┌─ Extracted entries
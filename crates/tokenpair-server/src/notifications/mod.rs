//! Address-change notifications.
//!
//! When a refresh arrives from a different network address than the one the
//! session was bound to, an [`AddressChange`] is posted to a webhook.

pub mod webhook;

use chrono::{DateTime, Utc};
use serde::{Deserialize, Serialize};

pub use webhook::WebhookNotifier;

/// Errors that can occur while delivering a notification.
#[derive(Debug, thiserror::Error)]
pub enum NotificationError {
    /// The HTTP client could not be constructed.
    #[error("Webhook client error: {0}")]
    Client(String),

    /// HTTP request to the webhook failed.
    #[error("Webhook request error: {0}")]
    Request(String),

    /// The webhook returned a non-success status code.
    #[error("Webhook error (status {status}): {body}")]
    Api {
        /// HTTP status code returned by the webhook.
        status: u16,
        /// Response body from the webhook.
        body: String,
    },
}

/// A refresh was presented from a new network address.
#[derive(Debug, Clone, PartialEq, Eq, Serialize, Deserialize)]
pub struct AddressChange {
    pub guid: String,
    pub old_ip: String,
    pub new_ip: String,
    /// Serialized as RFC 3339.
    pub timestamp: DateTime<Utc>,
}

impl AddressChange {
    pub fn now(guid: &str, old_ip: &str, new_ip: &str) -> Self {
        Self {
            guid: guid.to_string(),
            old_ip: old_ip.to_string(),
            new_ip: new_ip.to_string(),
            timestamp: Utc::now(),
        }
    }
}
└─
**Your goal**
Pull out all lines in the data above that include "AddressChange".

**Solution for this task**
//! session was bound to, an [`AddressChange`] is posted to a webhook.
pub struct AddressChange {
impl AddressChange {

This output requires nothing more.